### EXERCISE
Give the listing again, word for word.

### ENTRIES PROVIDED
= Beginning of Section =

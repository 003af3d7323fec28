use std::time::{Duration, Instant};

use tracing::debug;

/// Fixed-interval trigger for a single-threaded loop.
///
/// A tick that comes due while a cycle is still running fires right after it;
/// any further ticks missed during that cycle are dropped, never stacked up.
pub struct Ticker {
    interval: Duration,
    next: Instant,
}

impl Ticker {
    /// First tick fires one interval from now.
    pub fn new(interval: Duration) -> Self {
        Self::starting_at(interval, Instant::now())
    }

    fn starting_at(interval: Duration, now: Instant) -> Self {
        let interval = interval.max(Duration::from_millis(1));
        Self {
            interval,
            next: now + interval,
        }
    }

    /// Blocks until the next tick.
    pub fn wait(&mut self) {
        let (sleep, dropped) = self.advance(Instant::now());
        if dropped > 0 {
            debug!(dropped, "cycle overran, ticks dropped");
        }
        if !sleep.is_zero() {
            std::thread::sleep(sleep);
        }
    }

    /// How long to sleep before the tick due at or after `now`, and how many
    /// ticks were skipped to get there.
    fn advance(&mut self, now: Instant) -> (Duration, u32) {
        if now <= self.next {
            let sleep = self.next - now;
            self.next += self.interval;
            return (sleep, 0);
        }

        let behind = now - self.next;
        let dropped = (behind.as_nanos() / self.interval.as_nanos()) as u32;
        self.next += self.interval * (dropped + 1);
        (Duration::ZERO, dropped)
    }
}
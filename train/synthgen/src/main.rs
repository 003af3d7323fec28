use std::{path::Path, time::Duration};

use anyhow::Context;
use layout::{ClassCatalog, DatasetDirs, LayoutGenerator, SampleOrchestrator};
use rand::{Rng, RngCore, SeedableRng, rngs::SmallRng};
use rand_xoshiro::SplitMix64;
use tracing::{info, warn};
use tracing_subscriber::EnvFilter;

use crate::{
    config::GenCfg,
    io::{Manifest, PngWriter, write_classes},
    record::JsonRecord,
    render::ControlRenderer,
    schedule::Ticker,
};

mod config;
mod controls;
mod fonts;
mod io;
mod record;
mod render;
mod schedule;

fn main() -> anyhow::Result<()> {
    tracing_subscriber::fmt()
        .with_env_filter(
            EnvFilter::try_from_default_env().unwrap_or_else(|_| EnvFilter::new("info")),
        )
        .init();

    let cfg = match std::env::args().nth(1) {
        Some(path) => GenCfg::load(Path::new(&path))?,
        None => GenCfg::default(),
    };
    cfg.validate()?;

    let seed = cfg.seed.unwrap_or_else(|| rand::rng().random());
    let mut seeds = SplitMix64::seed_from_u64(seed);

    let catalog = ClassCatalog::default();
    let renderer = ControlRenderer::new(&catalog, &cfg, seeds.next_u64())?;

    let dirs = DatasetDirs::new(&cfg.out_dir);
    dirs.create()
        .with_context(|| format!("creating dataset dirs under {}", cfg.out_dir.display()))?;
    write_classes(dirs.root(), &catalog).context("writing classes.txt")?;
    let mut manifest = if cfg.write_manifest {
        Some(Manifest::open(dirs.root()).context("opening manifest.jsonl")?)
    } else {
        None
    };

    let mut orch = SampleOrchestrator::new(
        catalog,
        LayoutGenerator::new(cfg.max_attempts, cfg.fallback_margin),
        renderer,
        PngWriter,
        dirs,
    );

    info!(
        seed,
        out_dir = %cfg.out_dir.display(),
        interval_ms = cfg.interval_ms,
        samples = ?cfg.samples,
        "generating dataset"
    );

    let mut ticker = Ticker::new(Duration::from_millis(cfg.interval_ms));
    let mut written = 0u32;
    while cfg.samples.is_none_or(|n| written < n) {
        ticker.wait();

        let sample_seed = seeds.next_u64();
        let mut rng = SmallRng::seed_from_u64(sample_seed);
        let Some(sample) = orch.tick(&mut rng)? else {
            continue;
        };
        written += 1;

        if let Some(m) = manifest.as_mut() {
            if let Err(e) = m.append(&JsonRecord::new(&sample, sample_seed)) {
                warn!(error = %e, stem = %sample.stem, "manifest append failed");
            }
        }
    }

    if let Some(m) = manifest.as_mut() {
        m.finalize().context("flushing manifest.jsonl")?;
    }
    info!(written, "done");
    Ok(())
}
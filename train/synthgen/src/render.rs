use image::{Rgba, RgbaImage};
use imageproc::rect::Rect;
use layout::{CanvasBounds, ClassCatalog, ElementSpec, LayoutError, PlacedRect, Renderer};
use rand::{Rng, SeedableRng, rngs::SmallRng};
use thiserror::Error;

use crate::{
    config::GenCfg,
    controls::{ControlKind, Look, draw_control},
    fonts::FontCache,
};

#[derive(Debug, Error)]
pub enum RenderError {
    #[error("no appearance rolled for {0}; elements() must run before apply_layout()")]
    MissingLook(String),
}

struct Slot {
    name: &'static str,
    kind: ControlKind,
    look: Option<Look>,
}

/// Software renderer drawing every catalog control onto an RGBA canvas.
///
/// `elements` rolls a fresh look (size, colors, font size) for each control;
/// `apply_layout` draws the controls with those looks at the placed positions.
pub struct ControlRenderer {
    width: u32,
    height: u32,
    slots: Vec<Slot>,
    fonts: &'static FontCache,
    rng: SmallRng,
}

impl ControlRenderer {
    /// Fails when a catalog name has no drawable control kind.
    pub fn new(catalog: &ClassCatalog, cfg: &GenCfg, seed: u64) -> Result<Self, LayoutError> {
        let slots = catalog
            .entries()
            .iter()
            .map(|e| {
                ControlKind::from_name(e.name)
                    .map(|kind| Slot {
                        name: e.name,
                        kind,
                        look: None,
                    })
                    .ok_or_else(|| LayoutError::UnknownClass(e.name.to_string()))
            })
            .collect::<Result<Vec<_>, _>>()?;

        Ok(Self {
            width: cfg.canvas_width,
            height: cfg.canvas_height,
            slots,
            fonts: FontCache::global(&cfg.font_dir),
            rng: SmallRng::seed_from_u64(seed),
        })
    }

    fn canvas_color(&mut self) -> Rgba<u8> {
        // light backgrounds, like a desktop window
        let mut c = || self.rng.random_range(200..=255);
        Rgba([c(), c(), c(), 255])
    }
}

impl Renderer for ControlRenderer {
    type Raster = RgbaImage;
    type Error = RenderError;

    fn canvas_bounds(&mut self) -> CanvasBounds {
        CanvasBounds::new(self.width as f64, self.height as f64)
    }

    fn elements(&mut self) -> Vec<ElementSpec> {
        let rng = &mut self.rng;
        self.slots
            .iter_mut()
            .map(|slot| {
                let look = Look::random(rng);
                slot.look = Some(look);
                ElementSpec::new(slot.name, look.width as f64, look.height as f64)
            })
            .collect()
    }

    fn apply_layout(&mut self, placed: &[PlacedRect]) -> Result<RgbaImage, RenderError> {
        let background = self.canvas_color();
        let mut img = RgbaImage::from_pixel(self.width, self.height, background);

        for p in placed {
            let slot = self
                .slots
                .iter()
                .find(|s| s.name == p.name)
                .ok_or_else(|| RenderError::MissingLook(p.name.clone()))?;
            let look = slot
                .look
                .as_ref()
                .ok_or_else(|| RenderError::MissingLook(p.name.clone()))?;

            let area = Rect::at(p.rect.x.round() as i32, p.rect.y.round() as i32)
                .of_size(look.width.max(1), look.height.max(1));
            let font = self.fonts.get_random(&mut self.rng);
            draw_control(&mut img, slot.kind, area, look, font);
        }

        Ok(img)
    }
}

= End of Section =

### YOUR RESPONSE
repository 003af3d7323fec28
use std::time::{Duration, Instant};

use tracing::debug;

/// Fixed-interval trigger for a single-threaded loop.
///
/// A tick that comes due while a cycle is still running fires right after it;
/// any further ticks missed during that cycle are dropped, never stacked up.
pub struct Ticker {
    interval: Duration,
    next: Instant,
}

impl Ticker {
    /// First tick fires one interval from now.
    pub fn new(interval: Duration) -> Self {
        Self::starting_at(interval, Instant::now())
    }

    fn starting_at(interval: Duration, now: Instant) -> Self {
        let interval = interval.max(Duration::from_millis(1));
        Self {
            interval,
            next: now + interval,
        }
    }

    /// Blocks until the next tick.
    pub fn wait(&mut self) {
        let (sleep, dropped) = self.advance(Instant::now());
        if dropped > 0 {
            debug!(dropped, "cycle overran, ticks dropped");
        }
        if !sleep.is_zero() {
            std::thread::sleep(sleep);
        }
    }

    /// How long to sleep before the tick due at or after `now`, and how many
    /// ticks were skipped to get there.
    fn advance(&mut self, now: Instant) -> (Duration, u32) {
        if now <= self.next {
            let sleep = self.next - now;
            self.next += self.interval;
            return (sleep, 0);
        }

        let behind = now - self.next;
        let dropped = (behind.as_nanos() / self.interval.as_nanos()) as u32;
        self.next += self.interval * (dropped + 1);
        (Duration::ZERO, dropped)
    }
}
filename train/synthgen/src/main.rs
repository 003af3d7323fec28
use std::{path::Path, time::Duration};

use anyhow::Context;
use layout::{ClassCatalog, DatasetDirs, LayoutGenerator, SampleOrchestrator};
use rand::{Rng, RngCore, SeedableRng, rngs::SmallRng};
use rand_xoshiro::SplitMix64;
use tracing::{info, warn};
use tracing_subscriber::EnvFilter;

use crate::{
    config::GenCfg,
    io::{Manifest, PngWriter, write_classes},
    record::JsonRecord,
    render::ControlRenderer,
    schedule::Ticker,
};

mod config;
mod controls;
mod fonts;
mod io;
mod record;
mod render;
mod schedule;

fn main() -> anyhow::Result<()> {
    tracing_subscriber::fmt()
        .with_env_filter(
            EnvFilter::try_from_default_env().unwrap_or_else(|_| EnvFilter::new("info")),
        )
        .init();

    let cfg = match std::env::args().nth(1) {
        Some(path) => GenCfg::load(Path::new(&path))?,
        None => GenCfg::default(),
    };
    cfg.validate()?;

    let seed = cfg.seed.unwrap_or_else(|| rand::rng().random());
    let mut seeds = SplitMix64::seed_from_u64(seed);

    let catalog = ClassCatalog::default();
    let renderer = ControlRenderer::new(&catalog, &cfg, seeds.next_u64())?;

    let dirs = DatasetDirs::new(&cfg.out_dir);
    dirs.create()
        .with_context(|| format!("creating dataset dirs under {}", cfg.out_dir.display()))?;
    write_classes(dirs.root(), &catalog).context("writing classes.txt")?;
    let mut manifest = if cfg.write_manifest {
        Some(Manifest::open(dirs.root()).context("opening manifest.jsonl")?)
    } else {
        None
    };

    let mut orch = SampleOrchestrator::new(
        catalog,
        LayoutGenerator::new(cfg.max_attempts, cfg.fallback_margin),
        renderer,
        PngWriter,
        dirs,
    );

    info!(
        seed,
        out_dir = %cfg.out_dir.display(),
        interval_ms = cfg.interval_ms,
        samples = ?cfg.samples,
        "generating dataset"
    );

    let mut ticker = Ticker::new(Duration::from_millis(cfg.interval_ms));
    let mut written = 0u32;
    while cfg.samples.is_none_or(|n| written < n) {
        ticker.wait();

        let sample_seed = seeds.next_u64();
        let mut rng = SmallRng::seed_from_u64(sample_seed);
        let Some(sample) = orch.tick(&mut rng)? else {
            continue;
        };
        written += 1;

        if let Some(m) = manifest.as_mut() {
            if let Err(e) = m.append(&JsonRecord::new(&sample, sample_seed)) {
                warn!(error = %e, stem = %sample.stem, "manifest append failed");
            }
        }
    }

    if let Some(m) = manifest.as_mut() {
        m.finalize().context("flushing manifest.jsonl")?;
    }
    info!(written, "done");
    Ok(())
}
filename train/synthgen/src/render.rs
use image::{Rgba, RgbaImage};
use imageproc::rect::Rect;
use layout::{CanvasBounds, ClassCatalog, ElementSpec, LayoutError, PlacedRect, Renderer};
use rand::{Rng, SeedableRng, rngs::SmallRng};
use thiserror::Error;

use crate::{
    config::GenCfg,
    controls::{ControlKind, Look, draw_control},
    fonts::FontCache,
};

#[derive(Debug, Error)]
pub enum RenderError {
    #[error("no appearance rolled for {0}; elements() must run before apply_layout()")]
    MissingLook(String),
}

struct Slot {
    name: &'static str,
    kind: ControlKind,
    look: Option<Look>,
}

/// Software renderer drawing every catalog control onto an RGBA canvas.
///
/// `elements` rolls a fresh look (size, colors, font size) for each control;
/// `apply_layout` draws the controls with those looks at the placed positions.
pub struct ControlRenderer {
    width: u32,
    height: u32,
    slots: Vec<Slot>,
    fonts: &'static FontCache,
    rng: SmallRng,
}

impl ControlRenderer {
    /// Fails when a catalog name has no drawable control kind.
    pub fn new(catalog: &ClassCatalog, cfg: &GenCfg, seed: u64) -> Result<Self, LayoutError> {
        let slots = catalog
            .entries()
            .iter()
            .map(|e| {
                ControlKind::from_name(e.name)
                    .map(|kind| Slot {
                        name: e.name,
                        kind,
                        look: None,
                    })
                    .ok_or_else(|| LayoutError::UnknownClass(e.name.to_string()))
            })
            .collect::<Result<Vec<_>, _>>()?;

        Ok(Self {
            width: cfg.canvas_width,
            height: cfg.canvas_height,
            slots,
            fonts: FontCache::global(&cfg.font_dir),
            rng: SmallRng::seed_from_u64(seed),
        })
    }

    fn canvas_color(&mut self) -> Rgba<u8> {
        // light backgrounds, like a desktop window
        let mut c = || self.rng.random_range(200..=255);
        Rgba([c(), c(), c(), 255])
    }
}

impl Renderer for ControlRenderer {
    type Raster = RgbaImage;
    type Error = RenderError;

    fn canvas_bounds(&mut self) -> CanvasBounds {
        CanvasBounds::new(self.width as f64, self.height as f64)
    }

    fn elements(&mut self) -> Vec<ElementSpec> {
        let rng = &mut self.rng;
        self.slots
            .iter_mut()
            .map(|slot| {
                let look = Look::random(rng);
                slot.look = Some(look);
                ElementSpec::new(slot.name, look.width as f64, look.height as f64)
            })
            .collect()
    }

    fn apply_layout(&mut self, placed: &[PlacedRect]) -> Result<RgbaImage, RenderError> {
        let background = self.canvas_color();
        let mut img = RgbaImage::from_pixel(self.width, self.height, background);

        for p in placed {
            let slot = self
                .slots
                .iter()
                .find(|s| s.name == p.name)
                .ok_or_else(|| RenderError::MissingLook(p.name.clone()))?;
            let look = slot
                .look
                .as_ref()
                .ok_or_else(|| RenderError::MissingLook(p.name.clone()))?;

            let area = Rect::at(p.rect.x.round() as i32, p.rect.y.round() as i32)
                .of_size(look.width.max(1), look.height.max(1));
            let font = self.fonts.get_random(&mut self.rng);
            draw_control(&mut img, slot.kind, area, look, font);
        }

        Ok(img)
    }
}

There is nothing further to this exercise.